*** Records to use Section Begins ***

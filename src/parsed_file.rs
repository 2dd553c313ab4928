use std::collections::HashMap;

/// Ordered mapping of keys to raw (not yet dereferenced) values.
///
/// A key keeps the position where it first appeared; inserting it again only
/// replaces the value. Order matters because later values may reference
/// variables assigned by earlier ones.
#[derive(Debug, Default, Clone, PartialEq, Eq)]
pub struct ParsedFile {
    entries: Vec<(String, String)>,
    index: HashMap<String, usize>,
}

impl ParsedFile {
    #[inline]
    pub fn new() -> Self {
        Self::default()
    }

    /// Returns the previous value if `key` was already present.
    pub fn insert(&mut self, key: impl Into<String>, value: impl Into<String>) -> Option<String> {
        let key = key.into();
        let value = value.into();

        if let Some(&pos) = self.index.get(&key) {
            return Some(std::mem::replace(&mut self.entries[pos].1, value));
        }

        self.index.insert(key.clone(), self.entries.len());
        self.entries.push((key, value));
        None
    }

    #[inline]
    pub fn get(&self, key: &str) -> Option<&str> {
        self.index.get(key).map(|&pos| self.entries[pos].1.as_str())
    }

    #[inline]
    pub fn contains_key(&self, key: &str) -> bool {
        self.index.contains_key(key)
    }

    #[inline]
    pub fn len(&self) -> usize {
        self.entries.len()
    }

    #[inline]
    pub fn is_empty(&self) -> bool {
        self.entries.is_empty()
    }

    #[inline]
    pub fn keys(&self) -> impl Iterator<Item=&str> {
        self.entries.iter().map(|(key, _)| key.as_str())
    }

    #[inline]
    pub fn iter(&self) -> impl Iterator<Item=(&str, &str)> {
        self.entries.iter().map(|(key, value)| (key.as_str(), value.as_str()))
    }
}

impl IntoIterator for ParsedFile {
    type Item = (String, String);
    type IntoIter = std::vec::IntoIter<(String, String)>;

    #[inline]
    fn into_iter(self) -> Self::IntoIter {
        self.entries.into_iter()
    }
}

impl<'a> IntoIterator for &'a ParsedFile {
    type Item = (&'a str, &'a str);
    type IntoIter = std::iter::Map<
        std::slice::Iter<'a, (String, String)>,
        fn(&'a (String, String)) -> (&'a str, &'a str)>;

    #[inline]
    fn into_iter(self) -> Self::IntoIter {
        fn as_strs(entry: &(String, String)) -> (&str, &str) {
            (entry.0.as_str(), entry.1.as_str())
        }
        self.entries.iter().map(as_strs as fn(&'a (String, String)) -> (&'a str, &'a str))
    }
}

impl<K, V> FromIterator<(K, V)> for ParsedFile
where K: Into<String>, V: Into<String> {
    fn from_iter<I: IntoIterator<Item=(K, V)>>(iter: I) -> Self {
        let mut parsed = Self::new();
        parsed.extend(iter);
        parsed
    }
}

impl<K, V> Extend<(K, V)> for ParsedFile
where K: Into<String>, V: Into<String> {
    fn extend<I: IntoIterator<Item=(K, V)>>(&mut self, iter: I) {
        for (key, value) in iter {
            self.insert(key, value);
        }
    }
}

*** Records to use Section Ends ***
*** Records to use Section Begins ***

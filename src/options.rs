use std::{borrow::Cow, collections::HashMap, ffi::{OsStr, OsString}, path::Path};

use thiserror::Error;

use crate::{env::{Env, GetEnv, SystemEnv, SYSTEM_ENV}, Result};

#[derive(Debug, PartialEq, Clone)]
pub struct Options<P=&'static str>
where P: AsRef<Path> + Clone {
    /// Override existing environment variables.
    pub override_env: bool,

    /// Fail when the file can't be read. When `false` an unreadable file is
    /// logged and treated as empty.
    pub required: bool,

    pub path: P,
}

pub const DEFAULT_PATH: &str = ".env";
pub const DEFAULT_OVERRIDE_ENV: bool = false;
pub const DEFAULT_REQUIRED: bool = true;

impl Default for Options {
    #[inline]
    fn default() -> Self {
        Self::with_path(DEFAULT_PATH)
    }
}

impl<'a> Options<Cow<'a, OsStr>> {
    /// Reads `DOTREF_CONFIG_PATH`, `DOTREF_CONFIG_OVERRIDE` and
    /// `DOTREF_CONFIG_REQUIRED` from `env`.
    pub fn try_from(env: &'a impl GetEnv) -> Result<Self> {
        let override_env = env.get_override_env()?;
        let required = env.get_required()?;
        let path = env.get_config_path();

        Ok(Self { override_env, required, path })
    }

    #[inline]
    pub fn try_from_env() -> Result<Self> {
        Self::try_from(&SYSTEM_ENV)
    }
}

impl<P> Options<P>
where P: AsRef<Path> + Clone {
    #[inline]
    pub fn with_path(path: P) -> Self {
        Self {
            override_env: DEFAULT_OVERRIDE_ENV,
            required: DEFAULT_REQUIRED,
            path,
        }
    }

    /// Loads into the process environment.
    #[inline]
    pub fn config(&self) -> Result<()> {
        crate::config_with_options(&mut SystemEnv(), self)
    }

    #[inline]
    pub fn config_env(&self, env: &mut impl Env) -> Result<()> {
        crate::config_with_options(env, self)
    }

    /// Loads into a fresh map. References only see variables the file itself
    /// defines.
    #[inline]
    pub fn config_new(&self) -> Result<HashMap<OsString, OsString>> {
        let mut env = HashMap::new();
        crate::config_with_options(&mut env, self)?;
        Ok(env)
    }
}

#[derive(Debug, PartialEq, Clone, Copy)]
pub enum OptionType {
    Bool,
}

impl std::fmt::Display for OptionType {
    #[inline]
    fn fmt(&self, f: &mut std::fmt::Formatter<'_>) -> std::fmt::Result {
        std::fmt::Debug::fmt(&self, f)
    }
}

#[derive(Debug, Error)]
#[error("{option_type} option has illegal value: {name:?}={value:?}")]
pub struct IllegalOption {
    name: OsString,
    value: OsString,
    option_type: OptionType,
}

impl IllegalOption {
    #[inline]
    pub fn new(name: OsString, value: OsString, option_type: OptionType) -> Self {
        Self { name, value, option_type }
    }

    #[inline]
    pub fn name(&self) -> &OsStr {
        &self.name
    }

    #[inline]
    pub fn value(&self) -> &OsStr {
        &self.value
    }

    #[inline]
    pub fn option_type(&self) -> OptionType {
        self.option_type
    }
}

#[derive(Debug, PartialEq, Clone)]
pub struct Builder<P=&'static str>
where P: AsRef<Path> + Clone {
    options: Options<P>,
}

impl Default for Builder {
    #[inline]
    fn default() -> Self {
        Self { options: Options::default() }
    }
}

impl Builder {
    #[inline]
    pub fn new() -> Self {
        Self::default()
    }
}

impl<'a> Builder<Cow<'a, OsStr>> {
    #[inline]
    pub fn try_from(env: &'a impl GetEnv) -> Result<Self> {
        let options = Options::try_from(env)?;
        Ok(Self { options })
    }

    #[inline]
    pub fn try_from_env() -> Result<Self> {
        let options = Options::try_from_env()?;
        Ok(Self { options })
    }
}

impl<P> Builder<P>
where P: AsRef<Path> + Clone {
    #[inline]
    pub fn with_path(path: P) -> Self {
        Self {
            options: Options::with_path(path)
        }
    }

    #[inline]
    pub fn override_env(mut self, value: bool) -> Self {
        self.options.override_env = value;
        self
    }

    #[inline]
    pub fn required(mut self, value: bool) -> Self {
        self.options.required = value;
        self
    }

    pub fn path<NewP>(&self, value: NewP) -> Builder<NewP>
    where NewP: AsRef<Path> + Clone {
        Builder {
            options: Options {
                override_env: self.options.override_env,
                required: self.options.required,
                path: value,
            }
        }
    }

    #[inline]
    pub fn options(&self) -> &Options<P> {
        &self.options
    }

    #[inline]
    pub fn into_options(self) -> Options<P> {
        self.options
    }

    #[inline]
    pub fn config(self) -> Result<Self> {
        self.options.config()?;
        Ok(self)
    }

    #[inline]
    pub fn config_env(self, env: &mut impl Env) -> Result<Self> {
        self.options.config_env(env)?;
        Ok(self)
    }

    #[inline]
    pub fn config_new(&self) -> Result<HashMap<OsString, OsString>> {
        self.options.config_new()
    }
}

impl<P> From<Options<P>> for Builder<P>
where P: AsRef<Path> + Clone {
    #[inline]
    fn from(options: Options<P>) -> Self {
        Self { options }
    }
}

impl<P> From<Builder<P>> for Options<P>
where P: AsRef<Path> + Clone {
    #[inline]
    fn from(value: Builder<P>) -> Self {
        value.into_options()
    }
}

*** Records to use Section Ends ***
*** Records to use Section Begins ***

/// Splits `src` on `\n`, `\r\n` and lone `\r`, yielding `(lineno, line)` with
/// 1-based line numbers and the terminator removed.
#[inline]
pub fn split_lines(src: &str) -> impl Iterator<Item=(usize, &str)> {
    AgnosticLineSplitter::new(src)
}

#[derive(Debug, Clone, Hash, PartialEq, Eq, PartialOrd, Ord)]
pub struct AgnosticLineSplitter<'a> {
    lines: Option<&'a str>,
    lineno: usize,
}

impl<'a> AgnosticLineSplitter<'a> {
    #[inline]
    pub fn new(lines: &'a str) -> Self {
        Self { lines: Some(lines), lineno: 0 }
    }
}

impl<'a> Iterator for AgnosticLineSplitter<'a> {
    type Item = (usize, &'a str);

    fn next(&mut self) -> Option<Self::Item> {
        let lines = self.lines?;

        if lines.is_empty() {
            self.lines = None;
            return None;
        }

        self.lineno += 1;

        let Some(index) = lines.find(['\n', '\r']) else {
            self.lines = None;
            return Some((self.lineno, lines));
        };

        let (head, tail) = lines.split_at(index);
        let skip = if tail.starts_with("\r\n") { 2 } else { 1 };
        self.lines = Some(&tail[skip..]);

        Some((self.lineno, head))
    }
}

*** Records to use Section Ends ***

**Instructions for the task:**
The reply should consist of one number: how many lines of the material contain the word "environment".

**Solved exercise:**
2